# test problems

## Question 1: Maximum Entropy Probability Assignment

### Learning objectives
In this question you will:

- understand how probabilities are assigned when relevant information is unknown
- apply the principle and mathematical framework to a simple system
- extend the concept to other definitions of entropy within the simple system using numerical tools




Recall that the _Principle of Maximum Entropy_ provides a fundamental rationale for assigning prior probability distributions in statistical mechanics.  By using variational principle involving the constrained maximum of the Shannon entropy, we ensure that the distribution agrees with everything relevant we do know, but do not pretend to information we do not know.
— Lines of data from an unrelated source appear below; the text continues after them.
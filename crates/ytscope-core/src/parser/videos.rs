//! `videos.list` response parser
//!
//! See: <https://developers.google.com/youtube/v3/docs/videos/list>

use serde::Deserialize;

use super::common::{Thumbnails, parse_count};
use crate::error::Result;
use crate::types::VideoRecord;

/// Response body of a batched `videos.list`
#[derive(Debug, Clone, Default, Deserialize)]
#[serde(rename_all = "camelCase")]
pub struct VideoListResponse {
    #[serde(default)]
    pub items: Vec<Video>,
}

/// A `video` resource
#[derive(Debug, Clone, Default, Deserialize)]
#[serde(rename_all = "camelCase")]
pub struct Video {
    #[serde(default)]
    pub id: String,
    #[serde(default)]
    pub snippet: VideoSnippet,
    #[serde(default)]
    pub content_details: VideoContentDetails,
    #[serde(default)]
    pub statistics: VideoStatistics,
}

#[derive(Debug, Clone, Default, Deserialize)]
#[serde(rename_all = "camelCase")]
pub struct VideoSnippet {
    #[serde(default)]
    pub title: Option<String>,
    #[serde(default)]
    pub description: Option<String>,
    #[serde(default)]
    pub published_at: Option<String>,
    #[serde(default)]
    pub thumbnails: Thumbnails,
}

#[derive(Debug, Clone, Default, Deserialize)]
#[serde(rename_all = "camelCase")]
pub struct VideoContentDetails {
    /// ISO 8601 duration, e.g. "PT1H2M3S"
    #[serde(default)]
    pub duration: Option<String>,
}

/// Video counters, string-valued on the wire
///
/// `likeCount` disappears when likes are hidden and `commentCount` when
/// comments are disabled.
#[derive(Debug, Clone, Default, Deserialize)]
#[serde(rename_all = "camelCase")]
pub struct VideoStatistics {
    #[serde(default)]
    pub view_count: Option<String>,
    #[serde(default)]
    pub like_count: Option<String>,
    #[serde(default)]
    pub comment_count: Option<String>,
}

impl Video {
    /// Flattens this video into a table row
    pub fn to_record(&self) -> VideoRecord {
        VideoRecord {
            video_id: self.id.clone(),
            title: self.snippet.title.clone(),
            description: self.snippet.description.clone(),
            published_at: self.snippet.published_at.clone(),
            duration: self.content_details.duration.clone(),
            view_count: parse_count(self.statistics.view_count.as_deref()),
            like_count: parse_count(self.statistics.like_count.as_deref()),
            comment_count: parse_count(self.statistics.comment_count.as_deref()),
            thumbnail_url: self.snippet.thumbnails.best_url(),
        }
    }
}

/// Parses a `videos.list` response body
///
/// # Errors
/// Returns `ParseError` if the body is not a JSON object of the expected shape
pub fn parse_video_list(body: &str) -> Result<VideoListResponse> {
    Ok(serde_json::from_str(body)?)
}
In particular,  suppose we require a categorical probability distribution $p_1, \dotsc, p_n$ over a total of $n$ discrete possibilities $x_1, \dotsc, x_n$, considered mutually exclusive and exhaustive.  We therefore know that $p_j \geq 0$ for all $j = 1, \dotsc, n$, while $\sum\limits_{j=1}^{n} p_j = 1$.  In addition, we somehow know (or assume) the values of one or more expectation values,

\begin{align}
\langle f \rangle = \sum\limits_{j=1}^{n} p_j \, f(x_j)   &= \bar{f} ,\\
\langle g \rangle = \sum\limits_{j=1}^{n} p_j \, g(x_j)   &= \bar{g} ,\\
&\text{etc.}
\end{align}

Then the distribution maximizing the Shannon entropy
$$
S = - \sum\limits_{j=1}^n p_j \log p_j
$$
subject to the normalization and average-value constraints is of the "generalized canonical" form
$$
p_j = \frac{ e^{- \lambda f(x_j) - \mu g(x_j) + \dotsb} }{ Z(\lambda, \mu, \dotsc) } ,   \;\; j = 1, \dotsc, n
$$
where the _partition function_
$$
Z(\lambda, \mu, \dotsc) = \sum\limits_{j= 1}^{n} e^{- \lambda f(x_j) - \mu g(x_j) + \dotsb }
$$
ensures proper normalization, while the Lagrange multipliers $\lambda, \mu, \dotsc$ are chosen so as to satisfy the constraints on the expectation values:

\begin{align}
-\tfrac{\partial}{\partial \lambda} \ln Z &= \langle f \rangle = \bar{f} ,\\
-\tfrac{\partial}{\partial \mu} \ln Z &= \langle g\rangle = \bar{g} , \\
&\text{etc.}.
\end{align}


NOTE:  many sources suggest determining the Lagrange multipliers by finding the simultaneous solutions of these equations.  But generally, it is not a good idea to optimize a function just by looking for the zeros of the gradient—root-finding algorithms tend to be less efficient and less robust than function-minimization algorithms, because if nothing else works, the latter can always make progress by moving downhill.  It turns out that for fixed values of $\bar{f}, \bar{g}, \dotsc$, the auxiliary function $\Psi(\lambda, \mu, \dotsc) =  \ln Z(\lambda, \mu, \dotsc) + \lambda \bar{f} + \mu \bar{g} + \dotsb$ will be _minimized_ (not maximized, surprisingly...) at the desired values of $\lambda, \mu, \dotsc$. But then the maximized value of the entropy is given by 
$$
S(\bar{f}, \bar{g}, \dotsc) = \ln Z(\lambda, \mu, \dotsc) + \lambda \bar{f} + \mu \bar{g} + \dotsb,
$$
with the Lagrange multipliers so chosen.


### 1a. 

As an example, consider throws of one, possibly imbalanced, but otherwise standard die,
with the $j$th side marked with $x_j = j$ pips for $j = 1, \dotsc, 6$.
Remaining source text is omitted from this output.